● **TASK DETAILS**: Search the entries for the word "Unit" and return every line where it is found.

● **MATERIALS PROVIDED**:
□ □ □ □ □ □ □

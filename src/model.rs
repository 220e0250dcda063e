//! Manifest type model: types, methods, events and type references.
//!
//! Values in this module are read-only once constructed. [`Manifest`] can
//! only be obtained from the validation pipeline and exposes nothing but
//! shared borrows of its contents, so a validated manifest cannot change
//! after the fact:
//!
//! ```compile_fail
//! let manifest = abi_codegen::parse_manifest_str(
//!     r#"{"schema_version":"wasm-abi/1","types":{},"methods":[],"events":[]}"#,
//! ).unwrap();
//! manifest.methods().push(todo!());
//! ```
//!
//! ```compile_fail
//! let manifest = abi_codegen::parse_manifest_str(
//!     r#"{"schema_version":"wasm-abi/1","types":{},"methods":[],"events":[]}"#,
//! ).unwrap();
//! manifest.methods = Vec::new();
//! ```

use std::fmt;
use std::num::NonZeroU32;
use std::sync::Arc;

use indexmap::IndexMap;
use serde::de::{MapAccess, Visitor};
use serde::{Deserialize, Deserializer};

/// Scalar kinds a type reference may name inline.
#[derive(Debug, Clone, Copy, PartialEq, Eq, Hash)]
pub enum ScalarKind {
    Bool,
    I32,
    I64,
    U32,
    U64,
    F32,
    F64,
    String,
    Unit,
}

impl ScalarKind {
    /// Parses the manifest `kind` tag of a scalar.
    pub fn from_kind(kind: &str) -> Option<Self> {
        let scalar = match kind {
            "bool" => ScalarKind::Bool,
            "i32" => ScalarKind::I32,
            "i64" => ScalarKind::I64,
            "u32" => ScalarKind::U32,
            "u64" => ScalarKind::U64,
            "f32" => ScalarKind::F32,
            "f64" => ScalarKind::F64,
            "string" => ScalarKind::String,
            "unit" => ScalarKind::Unit,
            _ => return None,
        };
        Some(scalar)
    }

    /// The manifest `kind` tag for this scalar.
    pub fn as_kind(self) -> &'static str {
        match self {
            ScalarKind::Bool => "bool",
            ScalarKind::I32 => "i32",
            ScalarKind::I64 => "i64",
            ScalarKind::U32 => "u32",
            ScalarKind::U64 => "u64",
            ScalarKind::F32 => "f32",
            ScalarKind::F64 => "f64",
            ScalarKind::String => "string",
            ScalarKind::Unit => "unit",
        }
    }
}

impl fmt::Display for ScalarKind {
    fn fmt(&self, f: &mut fmt::Formatter<'_>) -> fmt::Result {
        f.write_str(self.as_kind())
    }
}

/// Length discipline of a byte sequence.
#[derive(Debug, Clone, Copy, PartialEq, Eq, Hash)]
pub enum ByteLength {
    Variable,
    Fixed(NonZeroU32),
}

/// A reference to a type, either inline or by name.
#[derive(Debug, Clone, PartialEq, Eq, Deserialize)]
#[serde(try_from = "RawTypeRef")]
pub enum TypeRef {
    /// `{"$ref": "Name"}`: resolved through the manifest type table.
    Reference(String),
    Scalar(ScalarKind),
    Bytes(ByteLength),
    List(Box<TypeRef>),
    Map {
        key: Box<TypeRef>,
        value: Box<TypeRef>,
    },
    /// Inline record with ordered fields.
    Record(Vec<Field>),
}

impl TypeRef {
    /// Name of the referenced type when this is a `$ref`.
    pub fn reference_name(&self) -> Option<&str> {
        match self {
            TypeRef::Reference(name) => Some(name),
            _ => None,
        }
    }
}

/// Named, top-level type definition.
#[derive(Debug, Clone, PartialEq, Eq, Deserialize)]
#[serde(try_from = "RawTypeDef")]
pub enum TypeDef {
    Record(Vec<Field>),
    /// Tagged union; cases keep declaration order.
    Variant(Vec<VariantCase>),
    Bytes(ByteLength),
    Alias(TypeRef),
}

impl TypeDef {
    /// The manifest `kind` tag of this definition.
    pub fn kind(&self) -> &'static str {
        match self {
            TypeDef::Record(_) => "record",
            TypeDef::Variant(_) => "variant",
            TypeDef::Bytes(_) => "bytes",
            TypeDef::Alias(_) => "alias",
        }
    }
}

/// Record field.
#[derive(Debug, Clone, PartialEq, Eq, Deserialize)]
pub struct Field {
    name: String,
    #[serde(rename = "type")]
    ty: TypeRef,
    #[serde(default)]
    nullable: bool,
}

impl Field {
    pub fn name(&self) -> &str {
        &self.name
    }

    pub fn ty(&self) -> &TypeRef {
        &self.ty
    }

    pub fn is_nullable(&self) -> bool {
        self.nullable
    }
}

/// One case of a variant type.
#[derive(Debug, Clone, PartialEq, Eq, Deserialize)]
pub struct VariantCase {
    name: String,
    #[serde(default)]
    code: Option<String>,
    #[serde(default)]
    payload: Option<TypeRef>,
}

impl VariantCase {
    pub fn name(&self) -> &str {
        &self.name
    }

    /// Optional stable code attached to the case by the producer.
    pub fn code(&self) -> Option<&str> {
        self.code.as_deref()
    }

    pub fn payload(&self) -> Option<&TypeRef> {
        self.payload.as_ref()
    }
}

/// Method parameter.
#[derive(Debug, Clone, PartialEq, Eq, Deserialize)]
pub struct Parameter {
    name: String,
    #[serde(rename = "type")]
    ty: TypeRef,
    #[serde(default)]
    nullable: bool,
}

impl Parameter {
    pub fn name(&self) -> &str {
        &self.name
    }

    pub fn ty(&self) -> &TypeRef {
        &self.ty
    }

    pub fn is_nullable(&self) -> bool {
        self.nullable
    }
}

/// Declared failure of a method.
#[derive(Debug, Clone, PartialEq, Eq, Deserialize)]
pub struct MethodError {
    code: String,
    #[serde(default)]
    payload: Option<TypeRef>,
}

impl MethodError {
    pub fn code(&self) -> &str {
        &self.code
    }

    pub fn payload(&self) -> Option<&TypeRef> {
        self.payload.as_ref()
    }
}

/// Callable method of the remote component.
#[derive(Debug, Clone, PartialEq, Eq, Deserialize)]
pub struct Method {
    name: String,
    params: Vec<Parameter>,
    #[serde(default)]
    returns: Option<TypeRef>,
    #[serde(default)]
    returns_nullable: bool,
    #[serde(default)]
    errors: Vec<MethodError>,
}

impl Method {
    pub fn name(&self) -> &str {
        &self.name
    }

    pub fn params(&self) -> &[Parameter] {
        &self.params
    }

    pub fn returns(&self) -> Option<&TypeRef> {
        self.returns.as_ref()
    }

    pub fn returns_nullable(&self) -> bool {
        self.returns_nullable
    }

    pub fn errors(&self) -> &[MethodError] {
        &self.errors
    }
}

/// Event emitted by the remote component.
#[derive(Debug, Clone, PartialEq, Eq, Deserialize)]
pub struct Event {
    name: String,
    #[serde(default)]
    payload: Option<TypeRef>,
}

impl Event {
    pub fn name(&self) -> &str {
        &self.name
    }

    pub fn payload(&self) -> Option<&TypeRef> {
        self.payload.as_ref()
    }
}

/// Validated, immutable manifest.
///
/// Cloning is cheap and clones share the same underlying data, so one
/// manifest can feed any number of concurrent generation passes.
#[derive(Debug, Clone)]
pub struct Manifest {
    inner: Arc<ManifestData>,
}

#[derive(Debug)]
struct ManifestData {
    schema_version: String,
    types: IndexMap<String, TypeDef>,
    methods: Vec<Method>,
    events: Vec<Event>,
}

impl Manifest {
    pub(crate) fn from_parts(
        schema_version: String,
        types: IndexMap<String, TypeDef>,
        methods: Vec<Method>,
        events: Vec<Event>,
    ) -> Self {
        Self {
            inner: Arc::new(ManifestData {
                schema_version,
                types,
                methods,
                events,
            }),
        }
    }

    pub fn schema_version(&self) -> &str {
        &self.inner.schema_version
    }

    /// Type table entries in declaration order.
    pub fn types(&self) -> impl ExactSizeIterator<Item = (&str, &TypeDef)> + '_ {
        self.inner
            .types
            .iter()
            .map(|(name, def)| (name.as_str(), def))
    }

    /// Looks up a named type.
    pub fn type_def(&self, name: &str) -> Option<&TypeDef> {
        self.inner.types.get(name)
    }

    pub fn type_count(&self) -> usize {
        self.inner.types.len()
    }

    pub fn methods(&self) -> &[Method] {
        &self.inner.methods
    }

    pub fn method(&self, name: &str) -> Option<&Method> {
        self.inner.methods.iter().find(|method| method.name == name)
    }

    pub fn events(&self) -> &[Event] {
        &self.inner.events
    }

    pub fn event(&self, name: &str) -> Option<&Event> {
        self.inner.events.iter().find(|event| event.name == name)
    }
}

/// Deserialized document before invariant checks and freezing.
#[derive(Debug, Deserialize)]
pub(crate) struct ManifestDocument {
    pub schema_version: String,
    pub types: TypeTable,
    pub methods: Vec<Method>,
    pub events: Vec<Event>,
}

/// Type table entries in source order, duplicates included.
#[derive(Debug, Default)]
pub(crate) struct TypeTable {
    pub entries: Vec<(String, TypeDef)>,
}

impl TypeTable {
    pub fn get(&self, name: &str) -> Option<&TypeDef> {
        self.entries
            .iter()
            .find(|(entry_name, _)| entry_name == name)
            .map(|(_, def)| def)
    }

    pub fn contains(&self, name: &str) -> bool {
        self.get(name).is_some()
    }
}

impl<'de> Deserialize<'de> for TypeTable {
    fn deserialize<D>(deserializer: D) -> Result<Self, D::Error>
    where
        D: Deserializer<'de>,
    {
        struct TypeTableVisitor;

        impl<'de> Visitor<'de> for TypeTableVisitor {
            type Value = TypeTable;

            fn expecting(&self, f: &mut fmt::Formatter<'_>) -> fmt::Result {
                f.write_str("a map of type name to type definition")
            }

            fn visit_map<A>(self, mut map: A) -> Result<Self::Value, A::Error>
            where
                A: MapAccess<'de>,
            {
                let mut entries = Vec::with_capacity(map.size_hint().unwrap_or(0));
                while let Some((name, def)) = map.next_entry::<String, TypeDef>()? {
                    entries.push((name, def));
                }
                Ok(TypeTable { entries })
            }
        }

        deserializer.deserialize_map(TypeTableVisitor)
    }
}

#[derive(Deserialize)]
struct RawTypeRef {
    #[serde(rename = "$ref", default)]
    reference: Option<String>,
    #[serde(default)]
    kind: Option<String>,
    #[serde(default)]
    size: Option<u32>,
    #[serde(default)]
    items: Option<Box<TypeRef>>,
    #[serde(default)]
    key: Option<Box<TypeRef>>,
    #[serde(default)]
    value: Option<Box<TypeRef>>,
    #[serde(default)]
    fields: Option<Vec<Field>>,
}

impl TryFrom<RawTypeRef> for TypeRef {
    type Error = String;

    fn try_from(raw: RawTypeRef) -> Result<Self, Self::Error> {
        if let Some(name) = raw.reference {
            return Ok(TypeRef::Reference(name));
        }

        let kind = raw
            .kind
            .ok_or_else(|| "type reference needs either '$ref' or 'kind'".to_string())?;

        if let Some(scalar) = ScalarKind::from_kind(&kind) {
            return Ok(TypeRef::Scalar(scalar));
        }

        match kind.as_str() {
            "bytes" => byte_length(raw.size).map(TypeRef::Bytes),
            "list" => raw
                .items
                .map(TypeRef::List)
                .ok_or_else(|| "list type reference is missing 'items'".to_string()),
            "map" => match (raw.key, raw.value) {
                (Some(key), Some(value)) => Ok(TypeRef::Map { key, value }),
                _ => Err("map type reference needs 'key' and 'value'".to_string()),
            },
            "record" => raw
                .fields
                .map(TypeRef::Record)
                .ok_or_else(|| "record type reference is missing 'fields'".to_string()),
            other => Err(format!("unknown type reference kind '{other}'")),
        }
    }
}

#[derive(Deserialize)]
struct RawTypeDef {
    kind: String,
    #[serde(default)]
    size: Option<u32>,
    #[serde(default)]
    fields: Option<Vec<Field>>,
    #[serde(default)]
    variants: Option<Vec<VariantCase>>,
    #[serde(default)]
    target: Option<TypeRef>,
}

impl TryFrom<RawTypeDef> for TypeDef {
    type Error = String;

    fn try_from(raw: RawTypeDef) -> Result<Self, Self::Error> {
        match raw.kind.as_str() {
            "record" => raw
                .fields
                .map(TypeDef::Record)
                .ok_or_else(|| "record type is missing 'fields'".to_string()),
            "variant" => raw
                .variants
                .map(TypeDef::Variant)
                .ok_or_else(|| "variant type is missing 'variants'".to_string()),
            "bytes" => byte_length(raw.size).map(TypeDef::Bytes),
            "alias" => raw
                .target
                .map(TypeDef::Alias)
                .ok_or_else(|| "alias type is missing 'target'".to_string()),
            other => Err(format!("unknown type definition kind '{other}'")),
        }
    }
}

fn byte_length(size: Option<u32>) -> Result<ByteLength, String> {
    match size {
        None => Ok(ByteLength::Variable),
        Some(size) => NonZeroU32::new(size)
            .map(ByteLength::Fixed)
            .ok_or_else(|| "fixed bytes size must be at least 1".to_string()),
    }
}
#[cfg(test)]
mod tests {
    use serde_json::json;

    use super::generate_client;
    use crate::config::ClientConfig;
    use crate::parse_manifest;

    fn render(manifest: serde_json::Value) -> String {
        let manifest = parse_manifest(&manifest).unwrap();
        generate_client(&manifest, &ClientConfig::new("TestClient")).unwrap()
    }

    #[test]
    fn zero_param_method_passes_empty_record() {
        let rendered = render(json!({
            "schema_version": "wasm-abi/1",
            "types": {},
            "methods": [{ "name": "get_count", "params": [], "returns": { "kind": "u64" } }],
            "events": []
        }));

        assert!(rendered.contains("public async getCount(): Promise<number> {"));
        assert!(rendered
            .contains("const response = await this.app.execute(this.context, 'get_count', {});"));
        assert!(rendered.contains("return response.result as number;"));
    }

    #[test]
    fn class_has_runtime_fields_and_constructor() {
        let rendered = render(json!({
            "schema_version": "wasm-abi/1",
            "types": {},
            "methods": [],
            "events": []
        }));

        assert!(rendered.contains("import {\n  CalimeroApp,\n  Context,\n} from '@calimero-network/calimero-client';"));
        assert!(rendered.contains("export class AbiBytes {"));
        assert!(rendered.contains("function convertAbiBytesForWasm(value: any): any {"));
        assert!(rendered.contains(
            "export class TestClient {\n  private app: CalimeroApp;\n  private context: Context;\n\n  constructor(app: CalimeroApp, context: Context) {\n    this.app = app;\n    this.context = context;\n  }\n}\n"
        ));
    }

    #[test]
    fn variant_params_are_converted_before_the_call() {
        let rendered = render(json!({
            "schema_version": "wasm-abi/1",
            "types": {
                "Action": { "kind": "variant", "variants": [
                    { "name": "Ping" },
                    { "name": "SetName", "payload": { "kind": "string" } }
                ] }
            },
            "methods": [{
                "name": "act",
                "params": [
                    { "name": "action", "type": { "$ref": "Action" } },
                    { "name": "note", "type": { "kind": "string" } }
                ],
                "returns": { "kind": "u32" }
            }],
            "events": []
        }));

        assert!(rendered.contains(
            "public async act(params: { action: ActionPayload; note: string }): Promise<number> {"
        ));
        assert!(rendered.contains("    const args = { ...params } as any;\n"));
        assert!(rendered.contains(
            "    if (args.action && typeof args.action === 'object' && 'name' in args.action) {\n      args.action = 'payload' in args.action ? { [args.action.name]: args.action.payload } : args.action.name;\n    }\n"
        ));
        assert!(rendered.contains("this.app.execute(this.context, 'act', args);"));
        assert!(!rendered.contains("args.note"));
    }

    #[test]
    fn binary_params_and_returns_use_converters() {
        let rendered = render(json!({
            "schema_version": "wasm-abi/1",
            "types": {
                "UserId": { "kind": "bytes", "size": 32 }
            },
            "methods": [
                {
                    "name": "roundtrip_id",
                    "params": [{ "name": "ids", "type": { "kind": "list", "items": { "$ref": "UserId" } } }],
                    "returns": { "$ref": "UserId" },
                    "returns_nullable": true
                },
                {
                    "name": "echo",
                    "params": [{ "name": "text", "type": { "kind": "string" } }],
                    "returns": { "kind": "string" }
                }
            ],
            "events": []
        }));

        assert!(rendered.contains(
            "public async roundtripId(params: { ids: AbiBytes[] }): Promise<AbiBytes | null> {"
        ));
        assert!(rendered.contains(
            "this.app.execute(this.context, 'roundtrip_id', convertAbiBytesForWasm(params));"
        ));
        assert!(rendered.contains(
            "return convertWasmResultToAbiBytes(response.result, 'bytes') as AbiBytes | null;"
        ));
        assert!(rendered.contains("this.app.execute(this.context, 'echo', params);"));
    }

    #[test]
    fn declared_errors_are_rethrown_structured() {
        let rendered = render(json!({
            "schema_version": "wasm-abi/1",
            "types": {},
            "methods": [{
                "name": "may_fail",
                "params": [{ "name": "flag", "type": { "kind": "bool" } }],
                "errors": [
                    { "code": "NOT_FOUND", "payload": { "kind": "string" } },
                    { "code": "FORBIDDEN" }
                ]
            }],
            "events": []
        }));

        assert!(rendered.contains(
            "  /**\n   * may_fail\n   *\n   * @throws {MayFailError} May throw the following errors:\n   * - NOT_FOUND: string\n   * - FORBIDDEN\n   */\n"
        ));
        assert!(rendered.contains("public async mayFail(params: { flag: boolean }): Promise<void> {"));
        assert!(rendered.contains("      return;\n"));
        assert!(rendered.contains("      throw response.error as MayFailError;\n"));
        assert!(rendered.contains("    throw new Error(response.error || 'Execution failed');\n"));
    }

    #[test]
    fn member_names_stay_unique() {
        let rendered = render(json!({
            "schema_version": "wasm-abi/1",
            "types": {},
            "methods": [
                { "name": "get_value", "params": [] },
                { "name": "getValue", "params": [] },
                { "name": "context", "params": [] }
            ],
            "events": []
        }));

        assert!(rendered.contains("public async getValue(): Promise<void> {"));
        assert!(rendered.contains("public async getValue2(): Promise<void> {"));
        assert!(rendered.contains("public async context2(): Promise<void> {"));
    }

    #[test]
    fn manifest_types_do_not_shadow_document_names() {
        let rendered = render(json!({
            "schema_version": "wasm-abi/1",
            "types": {
                "Context": { "kind": "record", "fields": [{ "name": "id", "type": { "kind": "string" } }] },
                "CalimeroApp": { "kind": "alias", "target": { "kind": "string" } },
                "TestClient": { "kind": "record", "fields": [] },
                "AbiShape": { "kind": "alias", "target": { "kind": "u32" } }
            },
            "methods": [{
                "name": "current",
                "params": [{ "name": "app", "type": { "$ref": "CalimeroApp" } }],
                "returns": { "$ref": "Context" }
            }],
            "events": []
        }));

        assert!(rendered.contains("export interface Context2 {"));
        assert!(rendered.contains("export type CalimeroApp2 = string;"));
        assert!(rendered.contains("export interface TestClient2 {}"));
        assert!(rendered.contains("export type AbiShape2 = number;"));
        assert!(!rendered.contains("export interface Context {"));
        assert!(rendered.contains("  private context: Context;\n"));
        assert!(rendered.contains(
            "public async current(params: { app: CalimeroApp2 }): Promise<Context2> {"
        ));
    }

    #[test]
    fn result_conversion_follows_the_return_type() {
        let rendered = render(json!({
            "schema_version": "wasm-abi/1",
            "types": {
                "Blob": { "kind": "bytes" },
                "Stats": { "kind": "record", "fields": [
                    { "name": "counts", "type": { "kind": "list", "items": { "kind": "u32" } } },
                    { "name": "digest", "type": { "$ref": "Blob" } },
                    { "name": "parts", "type": { "kind": "map", "key": { "kind": "string" }, "value": { "kind": "list", "items": { "kind": "bytes" } } } }
                ] },
                "Outcome": { "kind": "variant", "variants": [
                    { "name": "Empty" },
                    { "name": "Data", "payload": { "$ref": "Blob" } }
                ] },
                "Tree": { "kind": "record", "fields": [
                    { "name": "leaf", "type": { "kind": "bytes" } },
                    { "name": "children", "type": { "kind": "list", "items": { "$ref": "Tree" } } }
                ] }
            },
            "methods": [
                { "name": "stats", "params": [], "returns": { "$ref": "Stats" } },
                { "name": "outcome", "params": [], "returns": { "$ref": "Outcome" } },
                { "name": "tree", "params": [], "returns": { "$ref": "Tree" } },
                { "name": "counts", "params": [], "returns": { "kind": "list", "items": { "kind": "u32" } } }
            ],
            "events": []
        }));

        assert!(rendered.contains(
            "return convertWasmResultToAbiBytes(response.result, { record: { digest: 'bytes', parts: { map: { list: 'bytes' } } } }) as Stats;"
        ));
        assert!(rendered.contains(
            "return convertWasmResultToAbiBytes(response.result, { variant: { Data: 'bytes' } }) as OutcomePayload;"
        ));
        assert!(rendered.contains(
            "return convertWasmResultToAbiBytes(response.result, { record: { leaf: 'bytes' } }) as Tree;"
        ));
        assert!(rendered.contains("return response.result as number[];"));
    }

    #[test]
    fn comment_terminators_in_names_stay_inside_the_comment() {
        let rendered = render(json!({
            "schema_version": "wasm-abi/1",
            "types": {},
            "methods": [{
                "name": "evil*/ foo",
                "params": [],
                "errors": [{ "code": "BAD*/CODE" }]
            }],
            "events": []
        }));

        assert!(rendered.contains("   * evil*\\/ foo\n"));
        assert!(rendered.contains("   * - BAD*\\/CODE\n"));
        assert!(!rendered.contains("* evil*/"));
        assert!(rendered.contains("public async evil___foo(): Promise<void> {"));
        assert!(rendered.contains("this.app.execute(this.context, 'evil*/ foo', {});"));
    }
}
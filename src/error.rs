//! Error definitions for all `abi_codegen` pipeline stages.

use std::fmt;
use std::path::PathBuf;

use thiserror::Error;

use crate::structural::StructuralViolation;

#[derive(Debug, Error)]
/// Top-level error type returned by public APIs.
///
/// Each stage of the pipeline fails with exactly one of these values; later
/// stages never run once an earlier one has failed.
pub enum AbiError {
    /// The document does not match the structural schema. Every violation
    /// found is carried, in validator order.
    #[error("ABI schema validation failed:\n{}", render_violations(.0))]
    SchemaValidation(Vec<StructuralViolation>),
    /// The schema version tag is present but not the supported one.
    #[error("Invalid schema version: expected \"{expected}\", got \"{found}\"")]
    UnsupportedVersion {
        expected: &'static str,
        found: String,
    },
    /// Named references whose target is missing from the type table.
    #[error("{}", render_lines(.0))]
    DanglingReferences(Vec<DanglingReference>),
    /// Map type references whose key does not resolve to `string`.
    #[error("{}", render_map_keys(.0))]
    NonStringMapKeys(Vec<String>),
    /// Repeated names inside one collection (methods, events or types).
    #[error("Duplicate {kind} names: {}", .names.join(", "))]
    DuplicateNames { kind: NameKind, names: Vec<String> },
    /// The input file could not be read.
    #[error("failed to read '{}': {source}", .path.display())]
    Io {
        path: PathBuf,
        #[source]
        source: std::io::Error,
    },
    /// The input is not valid JSON.
    #[error("Invalid JSON in {origin}: {source}")]
    Json {
        origin: String,
        #[source]
        source: serde_json::Error,
    },
    /// The generator met a shape the validated model should have excluded.
    #[error("internal generation error: {0}")]
    Internal(String),
}

/// Collection a duplicate name was found in.
#[derive(Debug, Clone, Copy, PartialEq, Eq)]
pub enum NameKind {
    Method,
    Event,
    Type,
}

impl fmt::Display for NameKind {
    fn fmt(&self, f: &mut fmt::Formatter<'_>) -> fmt::Result {
        let text = match self {
            NameKind::Method => "method",
            NameKind::Event => "event",
            NameKind::Type => "type",
        };
        f.write_str(text)
    }
}

/// A `$ref` that names a type absent from the manifest's type table.
#[derive(Debug, Clone, PartialEq, Eq)]
pub struct DanglingReference {
    /// The referenced (missing) type name.
    pub name: String,
    /// Human-readable location, e.g. `method.get.param.id`.
    pub location: String,
}

impl fmt::Display for DanglingReference {
    fn fmt(&self, f: &mut fmt::Formatter<'_>) -> fmt::Result {
        write!(f, "Dangling $ref \"{}\" in {}", self.name, self.location)
    }
}

fn render_violations(violations: &[StructuralViolation]) -> String {
    violations
        .iter()
        .map(|violation| format!("- {violation}"))
        .collect::<Vec<_>>()
        .join("\n")
}

fn render_lines<T: fmt::Display>(items: &[T]) -> String {
    items
        .iter()
        .map(ToString::to_string)
        .collect::<Vec<_>>()
        .join("\n")
}

fn render_map_keys(locations: &[String]) -> String {
    locations
        .iter()
        .map(|location| format!("Map key must be string type in {location}"))
        .collect::<Vec<_>>()
        .join("\n")
}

□ □ □ □ □ □ □

● **RESPONSE BELOW**:
    Unit,
            "unit" => ScalarKind::Unit,
            ScalarKind::Unit => "unit",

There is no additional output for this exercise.